A slightly flawed, but stunning nonetheless, adaptation of the book by the same name; “Cloud Atlas” is divisive and rightfully so. It’s a storytelling style that may be off putting to certain personality types, while others will be able to see and enjoy the unique storytelling style. I personally find it to be one of the better films of the 2012 year and there was some stiff competition to boot. Totally enthralling, even at the slow spots, it gives us a peek into the human spirit and an understanding that everything we do in life as effects. Even if we are not alive to see what those effects may be. Beautifully shot and with some very well done audio and video scores I highly recommend seeing this film. Even if you end up not understanding many of the story points the visual beauty and complete style of the film is worth the viewing. 

*Additional Information:*

Starring: Tom Hanks, Halle Berry, Hugo Weaving
Directed by: Tom Tykwer, Andy Wachowski, Lana Wachowski
Written by: Tom Tykwer, Andy Wachowski, Lana Wachowski
Aspect Ratio: 2.40:1 AVC
Audio: English: DTS-HD MA 5.1, Spanish, French DD 5.1
Studio: Warner Brothers
Rated: R
Runtime: 172 minutes
Blu-Ray Release Date: May 14th, 2013
Available on Blu-ray Combo Pack, DVD and Digital Download


*Buy Cloud Atlast Blu-ray on Amazon*

*Recommendation: Rent It​*







More about Mike


----------



## Sonnie (Apr 11, 2006)

Seems like a rather strange movie.


----------



## Todd Anderson (Jul 24, 2009)

Hmmm... nice review! I'm not totally sure this one will ever see the light of day in my house. If it did, I predict it would take about 3 sessions to get through it...

I am intrigued, tho. :innocent:


----------



## lcjr71 (Jan 8, 2013)

Should i rent or buy the blu ray. Not so sure if the story line moves around like it did on Babel, Amores Perros. Both of which I personally enjoyed and all came together nicely.


----------



## JBrax (Oct 13, 2011)

My wife has read the book and is wanting to watch this one. I'm not really sure what to expect and to be honest not very compelled to see it. Having said that I've been pleasantly surprised by these types of movies in the past. Thanks for the review Mike and I'll be giving it a rent soon.


----------



## Mike Edwards (Mar 10, 2011)

Sonnie said:


> Seems like a rather strange movie.


it is a very different type of film. I honestly thought I was going to hate it, but I ended up loving the off beat narrative



lcjr71 said:


> Should i rent or buy the blu ray. Not so sure if the story line moves around like it did on Babel, Amores Perros. Both of which I personally enjoyed and all came together nicely.


it movies in a chronological order, but flits from story to story at will. sometimes each "flit" will last 60 seconds, other times 10-15 minutes, but everything in each story does tie up nicely.

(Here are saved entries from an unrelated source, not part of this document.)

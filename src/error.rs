//! Error types
//!
//! Only construction and configuration can fail. Simulation steps clamp and
//! guard instead of returning errors.

use thiserror::Error;

/// Errors surfaced while building a simulation or loading its configuration.
#[derive(Debug, Error)]
pub enum SimError {
    #[error("terrain dimensions must be non-zero (got {width}x{height})")]
    InvalidDimensions { width: usize, height: usize },

    #[error("failed to allocate terrain grid of {cells} cells")]
    TerrainAllocation { cells: usize },

    #[error("invalid config: {0}")]
    InvalidConfig(String),

    #[error("config parse error: {0}")]
    ConfigParse(#[from] serde_json::Error),

    #[error("config io error: {0}")]
    ConfigIo(#[from] std::io::Error),
}
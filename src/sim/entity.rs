//! Physical bodies and their per-variant behavior
//!
//! Every body shares one data layout; the variant tag selects its defaults,
//! how it is drawn and what happens when its bounce budget runs out.

use std::sync::LazyLock;

use glam::Vec2;
use rand::Rng;

use crate::consts::{DEBRIS_SPEED, PROJECTILE_BLAST_RADIUS};
use crate::polar_to_cartesian;

/// Body variants
#[derive(Debug, Clone, Copy, PartialEq, Eq)]
pub enum EntityKind {
    /// Short-lived blast fragment
    Debris,
    /// Inert debug body
    Probe,
    /// Fired shell; explodes on its first impact
    Projectile,
    /// The player's unit
    ControlUnit,
}

/// What a body does when its bounce budget reaches zero
#[derive(Debug, Clone, Copy, PartialEq)]
pub enum DeathAction {
    /// Just disappear
    None,
    /// Detonate at the body's position
    Explode { radius: f32 },
}

/// How the renderer should draw a variant
#[derive(Debug, Clone, Copy, PartialEq)]
pub enum DrawShape {
    /// Line loop in unit space, scaled by radius and rotated by facing
    Wireframe(&'static [Vec2]),
    /// Cell of the unit sprite sheet (`col`, `row`, size in pixels)
    Sprite { col: u32, row: u32, size: u32 },
}

/// Static per-variant data
#[derive(Debug, Clone, Copy)]
pub struct KindSpec {
    pub radius: f32,
    pub friction: f32,
    /// Negative means unlimited
    pub bounces: i32,
    pub death: DeathAction,
}

const DEBRIS_SPEC: KindSpec = KindSpec {
    radius: 1.0,
    friction: 0.8,
    bounces: 5,
    death: DeathAction::None,
};

const PROBE_SPEC: KindSpec = KindSpec {
    radius: 4.0,
    friction: 0.8,
    bounces: -1,
    death: DeathAction::None,
};

const PROJECTILE_SPEC: KindSpec = KindSpec {
    radius: 2.5,
    friction: 0.5,
    bounces: 1,
    death: DeathAction::Explode {
        radius: PROJECTILE_BLAST_RADIUS,
    },
};

const CONTROL_UNIT_SPEC: KindSpec = KindSpec {
    radius: 3.5,
    friction: 0.2,
    bounces: -1,
    death: DeathAction::None,
};

static DEBRIS_MODEL: [Vec2; 4] = [
    Vec2::new(0.0, 0.0),
    Vec2::new(1.0, 0.0),
    Vec2::new(1.0, 1.0),
    Vec2::new(0.0, 1.0),
];

/// Arrow outline, pre-divided by its 2.5 unit length so it scales by radius
static PROJECTILE_MODEL: [Vec2; 12] = [
    Vec2::new(0.0, 0.0),
    Vec2::new(0.4, 0.4),
    Vec2::new(0.8, 0.4),
    Vec2::new(1.0, 0.0),
    Vec2::new(0.8, -0.4),
    Vec2::new(0.4, -0.4),
    Vec2::new(0.0, 0.0),
    Vec2::new(-0.4, -0.4),
    Vec2::new(-1.0, -0.4),
    Vec2::new(-0.8, 0.0),
    Vec2::new(-1.0, 0.4),
    Vec2::new(-0.4, 0.4),
];

/// Centre point followed by a closed ring of ten points
static PROBE_MODEL: LazyLock<Vec<Vec2>> = LazyLock::new(|| {
    std::iter::once(Vec2::ZERO)
        .chain((0..10).map(|i| polar_to_cartesian(1.0, i as f32 / 9.0 * std::f32::consts::TAU)))
        .collect()
});

impl EntityKind {
    /// Physical defaults and death action
    pub fn spec(self) -> &'static KindSpec {
        match self {
            EntityKind::Debris => &DEBRIS_SPEC,
            EntityKind::Probe => &PROBE_SPEC,
            EntityKind::Projectile => &PROJECTILE_SPEC,
            EntityKind::ControlUnit => &CONTROL_UNIT_SPEC,
        }
    }

    pub fn death_action(self) -> DeathAction {
        self.spec().death
    }

    pub fn draw_shape(self) -> DrawShape {
        match self {
            EntityKind::Debris => DrawShape::Wireframe(&DEBRIS_MODEL),
            EntityKind::Probe => DrawShape::Wireframe(PROBE_MODEL.as_slice()),
            EntityKind::Projectile => DrawShape::Wireframe(&PROJECTILE_MODEL),
            EntityKind::ControlUnit => DrawShape::Sprite {
                col: 0,
                row: 0,
                size: 8,
            },
        }
    }

    /// Only the player's unit can be aimed and fired from
    pub fn is_controllable(self) -> bool {
        self == EntityKind::ControlUnit
    }
}

/// A physical body
#[derive(Debug, Clone, PartialEq)]
pub struct Entity {
    pub kind: EntityKind,
    pub pos: Vec2,
    pub vel: Vec2,
    /// Accumulated this substep; cleared after integration
    pub acc: Vec2,
    pub radius: f32,
    /// Fraction of speed kept on a bounce
    pub friction: f32,
    /// Impacts left before death; negative is unlimited
    pub bounces_left: i32,
    pub stable: bool,
    pub dead: bool,
    /// Facing used for aiming (ControlUnit only)
    pub aim: f32,
}

impl Entity {
    /// A body of `kind` at rest at `pos`
    pub fn new(kind: EntityKind, pos: Vec2) -> Self {
        let spec = kind.spec();
        Self {
            kind,
            pos,
            vel: Vec2::ZERO,
            acc: Vec2::ZERO,
            radius: spec.radius,
            friction: spec.friction,
            bounces_left: spec.bounces,
            stable: false,
            dead: false,
            aim: 0.0,
        }
    }

    pub fn with_velocity(mut self, vel: Vec2) -> Self {
        self.vel = vel;
        self
    }

    /// Blast fragment flung in a random direction
    pub fn debris<R: Rng + ?Sized>(pos: Vec2, rng: &mut R) -> Self {
        let angle = rng.random_range(0.0..std::f32::consts::TAU);
        Self::new(EntityKind::Debris, pos).with_velocity(polar_to_cartesian(DEBRIS_SPEED, angle))
    }

    pub fn projectile(pos: Vec2, vel: Vec2) -> Self {
        Self::new(EntityKind::Projectile, pos).with_velocity(vel)
    }

    pub fn control_unit(pos: Vec2) -> Self {
        Self::new(EntityKind::ControlUnit, pos)
    }

    pub fn probe(pos: Vec2) -> Self {
        Self::new(EntityKind::Probe, pos)
    }

    /// Direction of travel
    pub fn facing(&self) -> f32 {
        self.vel.y.atan2(self.vel.x)
    }

    /// Record one terrain impact against the bounce budget.
    ///
    /// Returns the death action if this impact used up the budget.
    pub fn register_bounce(&mut self) -> Option<DeathAction> {
        if self.bounces_left <= 0 {
            return None;
        }
        self.bounces_left -= 1;
        if self.bounces_left == 0 {
            self.dead = true;
            return Some(self.kind.death_action());
        }
        None
    }
}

I will say this.. PAY ATTENTION!!!! A lot of the comprehension comes from paying attention to the little visual clues that show up in each story. 

as for renting vs. buying. I honestly don't think I can say. it's so unique that I think it will affect people different ways so I'd honestly say it'd be best to do a cheap redbox rental before buying just in case, but that's just me


----------



## ALMFamily (Oct 19, 2011)

Thanks for the review Mike! :T

Blind buy for me - I am a Tom Hanks fanboy. :R


----------



## fitzwaddle (Aug 25, 2010)

I found it interesting that the box office receipts are so heavily tilted towards international - 20.8% domestic, 79.2% foreign (compare that to Avengers - 41.2% domestic, 58.8% foreign) - maybe more marketing abroad? Didn't seem like they promoted it much here.

I enjoyed the movie - although not without flaw - I thought Halle Berry was just OK, and didn't like the excessively primitive / uber-creole future slang ("true true"??). Will watch it again to see if I pick up anything I missed the first time.


----------



## Mike Edwards (Mar 10, 2011)

fitzwaddle said:


> I found it interesting that the box office receipts are so heavily tilted towards international - 20.8% domestic, 79.2% foreign (compare that to Avengers - 41.2% domestic, 58.8% foreign) - maybe more marketing abroad? Didn't seem like they promoted it much here.
> 
> I enjoyed the movie - although not without flaw - I thought Halle Berry was just OK, and didn't like the excessively primitive / uber-creole future slang ("true true"??). Will watch it again to see if I pick up anything I missed the first time.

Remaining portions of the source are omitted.